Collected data
------

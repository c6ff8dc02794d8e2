use anyhow::{Result, bail};
use clap::{Args, Parser, Subcommand, ValueEnum};
use deepdive_core::config::{FetchProviderKind, LlmProvider, SearchProviderKind};
use deepdive_core::{
    Config, ConfigLoader, ConvergenceStrategy, ProgressSummary, ResearchService, ResearchSession,
    SessionStatus, SessionView, StepDriver, TelemetryOptions, build_driver, init_telemetry,
    run_to_completion_with,
};
use std::path::PathBuf;
use tokio::runtime::Runtime;
use tracing::info;

#[derive(Parser, Debug)]
#[command(name = "deepdive", version, about = "Resumable multi-step research sessions")]
struct Cli {
    /// Path to a deepdive.toml configuration file.
    #[arg(long, global = true)]
    config: Option<PathBuf>,

    /// Log filter directive (overrides RUST_LOG).
    #[arg(long, global = true, default_value = "warn,deepdive_core=info")]
    log: String,

    #[command(subcommand)]
    command: Command,
}

#[derive(Subcommand, Debug)]
enum Command {
    /// Create a session and drive it until it finishes.
    Run(RunArgs),
    /// Continue an existing session from its last committed step.
    Resume(ResumeArgs),
}

#[derive(Args, Debug)]
struct RunArgs {
    /// Topic to research.
    #[arg(long)]
    topic: String,

    /// Model to use instead of the configured default.
    #[arg(long)]
    model: Option<String>,

    /// Owner recorded on the session.
    #[arg(long, default_value = "local")]
    user: String,

    #[command(flatten)]
    overrides: Overrides,

    #[command(flatten)]
    output: OutputArgs,
}

#[derive(Args, Debug)]
struct ResumeArgs {
    /// Session ID to resume (requires a persistent store).
    #[arg(long)]
    session: String,

    #[command(flatten)]
    overrides: Overrides,

    #[command(flatten)]
    output: OutputArgs,
}

#[derive(Args, Debug, Default)]
struct Overrides {
    /// Use offline stub providers for search, fetching, and the model.
    #[arg(long)]
    offline: bool,

    #[arg(long)]
    max_rounds: Option<u32>,

    #[arg(long, value_enum)]
    convergence: Option<ConvergenceArg>,
}

#[derive(Args, Debug, Default)]
struct OutputArgs {
    /// Print the numbered progress log after the report.
    #[arg(long, value_enum)]
    explain: Option<ExplainFormat>,

    /// Print the final session as JSON instead of the report text.
    #[arg(long)]
    json: bool,
}

#[derive(Debug, Clone, Copy, ValueEnum)]
enum ConvergenceArg {
    FollowUp,
    Sufficiency,
}

#[derive(Debug, Clone, Copy, ValueEnum)]
enum ExplainFormat {
    Markdown,
    Mermaid,
}

fn main() -> Result<()> {
    let cli = Cli::parse();
    init_telemetry(TelemetryOptions {
        env_filter: Some(cli.log.clone()),
        ..TelemetryOptions::default()
    })?;

    let rt = Runtime::new()?;
    rt.block_on(async move {
        match cli.command {
            Command::Run(args) => run_command(cli.config, args).await,
            Command::Resume(args) => resume_command(cli.config, args).await,
        }
    })
}

async fn run_command(config_path: Option<PathBuf>, args: RunArgs) -> Result<()> {
    let config = load_config(config_path, &args.overrides)?;
    let driver = build_driver(&config).await?;
    let service = ResearchService::new(driver.clone(), config.llm.model.clone());

    let session = service
        .create(&args.topic, &args.user, args.model.as_deref())
        .await?;
    info!(session_id = %session.id, topic = %session.topic, "starting research session");
    eprintln!("session {}", session.id);

    let session = drive(&driver, &session.id).await?;
    print_outcome(&session, &args.output)
}

async fn resume_command(config_path: Option<PathBuf>, args: ResumeArgs) -> Result<()> {
    let config = load_config(config_path, &args.overrides)?;
    let driver = build_driver(&config).await?;
    info!(session_id = %args.session, "resuming research session");

    let session = drive(&driver, &args.session).await?;
    print_outcome(&session, &args.output)
}

fn load_config(path: Option<PathBuf>, overrides: &Overrides) -> Result<Config> {
    let mut config = ConfigLoader::load(path)?;
    apply_overrides(&mut config, overrides);
    ConfigLoader::validate(&config)?;
    Ok(config)
}

fn apply_overrides(config: &mut Config, overrides: &Overrides) {
    if overrides.offline {
        config.llm.provider = LlmProvider::Stub;
        config.search.provider = SearchProviderKind::Stub;
        config.fetch.provider = FetchProviderKind::Stub;
    }
    if let Some(max_rounds) = overrides.max_rounds {
        config.research.max_rounds = max_rounds;
    }
    if let Some(convergence) = overrides.convergence {
        config.research.convergence = match convergence {
            ConvergenceArg::FollowUp => ConvergenceStrategy::FollowUp,
            ConvergenceArg::Sufficiency => ConvergenceStrategy::Sufficiency,
        };
    }
}

/// Drive the session to a terminal state, echoing new progress lines to stderr.
async fn drive(driver: &StepDriver, session_id: &str) -> Result<ResearchSession> {
    let mut printed = 0;
    let session = run_to_completion_with(driver, session_id, |session| {
        for entry in session.progress.iter().skip(printed) {
            eprintln!("[{}] {}", entry.phase.as_str(), entry.message);
        }
        printed = session.progress.len();
    })
    .await?;
    for entry in session.progress.iter().skip(printed) {
        eprintln!("[{}] {}", entry.phase.as_str(), entry.message);
    }
    Ok(session)
}

fn print_outcome(session: &ResearchSession, output: &OutputArgs) -> Result<()> {
    if output.json {
        println!("{}", serde_json::to_string_pretty(&SessionView::from(session))?);
    } else if let Some(report) = &session.final_report {
        println!("{report}");
    }

    if let Some(format) = output.explain {
        let summary = ProgressSummary::from_entries(&session.progress);
        let rendered = match format {
            ExplainFormat::Markdown => summary.render_markdown(),
            ExplainFormat::Mermaid => summary.render_mermaid(),
        };
        println!("\n{rendered}");
    }

    match session.status {
        SessionStatus::Completed => Ok(()),
        SessionStatus::Error => bail!(
            "session {} failed: {}",
            session.id,
            session.error_message.as_deref().unwrap_or("unknown error")
        ),
        status => bail!("session {} ended as {status}", session.id),
    }
}

#[cfg(test)]
mod tests {
    use super::*;

    #[test]
    fn run_arguments_parse_with_overrides() {
        let cli = Cli::try_parse_from([
            "deepdive",
            "run",
            "--topic",
            "soil carbon",
            "--offline",
            "--max-rounds",
            "2",
            "--convergence",
            "sufficiency",
            "--explain",
            "mermaid",
        ])
        .unwrap();

        let Command::Run(args) = cli.command else {
            panic!("expected run command");
        };
        assert_eq!(args.topic, "soil carbon");
        assert_eq!(args.user, "local");
        assert!(args.overrides.offline);
        assert_eq!(args.overrides.max_rounds, Some(2));
        assert!(matches!(args.output.explain, Some(ExplainFormat::Mermaid)));
    }

    #[test]
    fn overrides_replace_configured_values() {
        let mut config = ConfigLoader::parse(
            "[research]\nmax_rounds = 7\n\n[llm]\nprovider = \"openai\"\n",
        )
        .unwrap();
        let overrides = Overrides {
            offline: true,
            max_rounds: Some(2),
            convergence: Some(ConvergenceArg::Sufficiency),
        };

        apply_overrides(&mut config, &overrides);

        assert_eq!(config.llm.provider, LlmProvider::Stub);
        assert_eq!(config.research.max_rounds, 2);
        assert_eq!(config.research.convergence, ConvergenceStrategy::Sufficiency);
        assert!(ConfigLoader::validate(&config).is_ok());
    }

    #[tokio::test]
    async fn offline_run_completes_with_a_report() {
        let config = Config::default();
        let driver = build_driver(&config).await.unwrap();
        let service = ResearchService::new(driver.clone(), "stub-model");
        let session = service.create("soil carbon", "local", None).await.unwrap();

        let session = drive(&driver, &session.id).await.unwrap();

        assert_eq!(session.status, SessionStatus::Completed);
        assert!(session.final_report.as_deref().unwrap().contains("soil carbon"));
        assert!(print_outcome(&session, &OutputArgs::default()).is_ok());
    }
}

------

▸ Exercise: Which lines above run from the one containing "fn load_config(path: Option<PathBuf>, overrides: &Overrides)" to the one containing "config.research.convergence = match"? Give them again exactly, both ends included.

▸ Result:
fn load_config(path: Option<PathBuf>, overrides: &Overrides) -> Result<Config> {
    let mut config = ConfigLoader::load(path)?;
    apply_overrides(&mut config, overrides);
    ConfigLoader::validate(&config)?;
    Ok(config)
}

fn apply_overrides(config: &mut Config, overrides: &Overrides) {
    if overrides.offline {
        config.llm.provider = LlmProvider::Stub;
        config.search.provider = SearchProviderKind::Stub;
        config.fetch.provider = FetchProviderKind::Stub;
    }
    if let Some(max_rounds) = overrides.max_rounds {
        config.research.max_rounds = max_rounds;
    }
    if let Some(convergence) = overrides.convergence {
        config.research.convergence = match convergence {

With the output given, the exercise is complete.